And this time, it's in a spinoff where Anna DeArmis plays a ballerina turned assassin.
She makes her way through the international criminal underworld and crosses past with some new and familiar faces, including the one and only Keanu Reeves.
I'm Aisha Harris, and today we're talking about ballerina on Pop Culture Happy Hour from NPR.
Joining me today is Waylon Wong.
She's the co-host of NPR's Daily Economics Podcast, the Indicator,
from Planet Money. Hello, Waylon.
Hello, great to be back.
Great to have you. Also with us is Jeff Yang. He's a cultural critic and author of the
Golden Screen, The Movies That Made Asian America. Hey, Jeff.
Hey, Aisha. Great to have you here as well. And rounding out our panel is
journalist and host of the new podcast Black Queer Canon, Trevelle Anderson. Hello, Trevelle.

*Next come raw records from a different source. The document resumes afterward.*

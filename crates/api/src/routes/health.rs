use axum::extract::State;
use axum::{routing::get, Json, Router};
use serde::Serialize;

use crate::state::AppState;

/// Health check response payload.
#[derive(Serialize)]
pub struct HealthResponse {
    /// Overall service status.
    pub status: &'static str,
    /// Crate version from Cargo.toml.
    pub version: &'static str,
    /// Whether the submission store answers.
    pub store_healthy: bool,
}

/// GET /health -- returns service and store health.
async fn health_check(State(state): State<AppState>) -> Json<HealthResponse> {
    let store_healthy = match state.submissions.ping().await {
        Ok(()) => true,
        Err(err) => {
            tracing::warn!(error = %err, "Store health check failed");
            false
        }
    };

    let status = if store_healthy { "ok" } else { "degraded" };

    Json(HealthResponse {
        status,
        version: env!("CARGO_PKG_VERSION"),
        store_healthy,
    })
}

/// Mount health check routes (intended for root-level, NOT under `/api/v1`).
pub fn router() -> Router<AppState> {
    Router::new().route("/health", get(health_check))
}
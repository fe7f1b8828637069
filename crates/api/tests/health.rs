//! Integration tests for the health check endpoint and general HTTP behaviour.

mod common;

use axum::body::Body;
use axum::http::{Method, Request, StatusCode};
use common::{body_json, get, post_json};
use tower::ServiceExt;

// ---------------------------------------------------------------------------
// Test: GET /health returns 200 with expected JSON fields
// ---------------------------------------------------------------------------

#[tokio::test]
async fn health_check_returns_ok_with_json() {
    let (app, _) = common::build_test_app();
    let response = get(app, "/health").await;

    assert_eq!(response.status(), StatusCode::OK);

    let json = body_json(response).await;
    assert_eq!(json["status"], "ok");
    assert!(json["version"].is_string());
    assert_eq!(json["store_healthy"], true);
}

// ---------------------------------------------------------------------------
// Test: Unknown route returns 404
// ---------------------------------------------------------------------------

#[tokio::test]
async fn unknown_route_returns_404() {
    let (app, _) = common::build_test_app();
    let response = get(app, "/this-route-does-not-exist").await;

    assert_eq!(response.status(), StatusCode::NOT_FOUND);
}

// ---------------------------------------------------------------------------
// Test: x-request-id header is present in response
// ---------------------------------------------------------------------------

#[tokio::test]
async fn response_contains_x_request_id_header() {
    let (app, _) = common::build_test_app();
    let response = get(app, "/health").await;

    let request_id = response
        .headers()
        .get("x-request-id")
        .expect("Response must contain an x-request-id header");
    assert_eq!(request_id.to_str().unwrap().len(), 36, "x-request-id should be a UUID string");
}

// ---------------------------------------------------------------------------
// Test: CORS preflight OPTIONS request returns correct headers
// ---------------------------------------------------------------------------

#[tokio::test]
async fn cors_preflight_returns_correct_headers() {
    let (app, _) = common::build_test_app();

    let request = Request::builder()
        .method(Method::OPTIONS)
        .uri("/api/v1/submissions")
        .header("Origin", "http://localhost:5173")
        .header("Access-Control-Request-Method", "POST")
        .header("Access-Control-Request-Headers", "content-type")
        .body(Body::empty())
        .unwrap();

    let response = app.oneshot(request).await.unwrap();
    assert_eq!(response.status(), StatusCode::OK);

    let allow_origin = response
        .headers()
        .get("access-control-allow-origin")
        .expect("Missing Access-Control-Allow-Origin header")
        .to_str()
        .unwrap();
    assert_eq!(allow_origin, "http://localhost:5173");
}

#[tokio::test]
async fn cors_preflight_exposes_request_id_without_credentials() {
    let (app, _) = common::build_test_app();

    let request = Request::builder()
        .method(Method::OPTIONS)
        .uri("/api/v1/submissions")
        .header("Origin", "http://localhost:5173")
        .header("Access-Control-Request-Method", "POST")
        .header("Access-Control-Request-Headers", "content-type, x-request-id")
        .body(Body::empty())
        .unwrap();

    let response = app.oneshot(request).await.unwrap();
    assert_eq!(response.status(), StatusCode::OK);
    assert!(response.headers().get("access-control-allow-credentials").is_none());

    let allow_headers = response
        .headers()
        .get("access-control-allow-headers")
        .expect("Missing Access-Control-Allow-Headers header")
        .to_str()
        .unwrap()
        .to_ascii_lowercase();
    assert!(allow_headers.contains("x-request-id"));
}

// ---------------------------------------------------------------------------
// Test: request bodies over the configured limit are rejected
// ---------------------------------------------------------------------------

#[tokio::test]
async fn oversized_body_returns_413() {
    let (app, _) = common::build_test_app();
    let padding = "x".repeat(128 * 1024);
    let response = post_json(
        app,
        "/api/v1/submissions",
        serde_json::json!({ "templateId": padding }),
    )
    .await;
    assert_eq!(response.status(), StatusCode::PAYLOAD_TOO_LARGE);
}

Hi, hi, hi. So excited. We have an Assassin's Row of a panel here.
It's going to be fun. It's going to be fun.
So look, ballerina, it's a John Wick movie. It takes place during the events of John Wick
Chapter 3, Parabellum. Anna Da Armist plays Eve, a trained assassin of a crime syndicate, and she's
on a personal mission to avenge her dad's murder.
Kana Reeves isn't the only cast member returning to the franchise. Angelica Houston and
Ian McShane are here, too. Ballerina is in theaters now.
Waylon, I'm going to start with you. How did you feel about ballerina?
How are we feeling about Al-Di Armist?
I had a really fun time.
I think this movie, it's really propulsive.
I think the action really, really delivers.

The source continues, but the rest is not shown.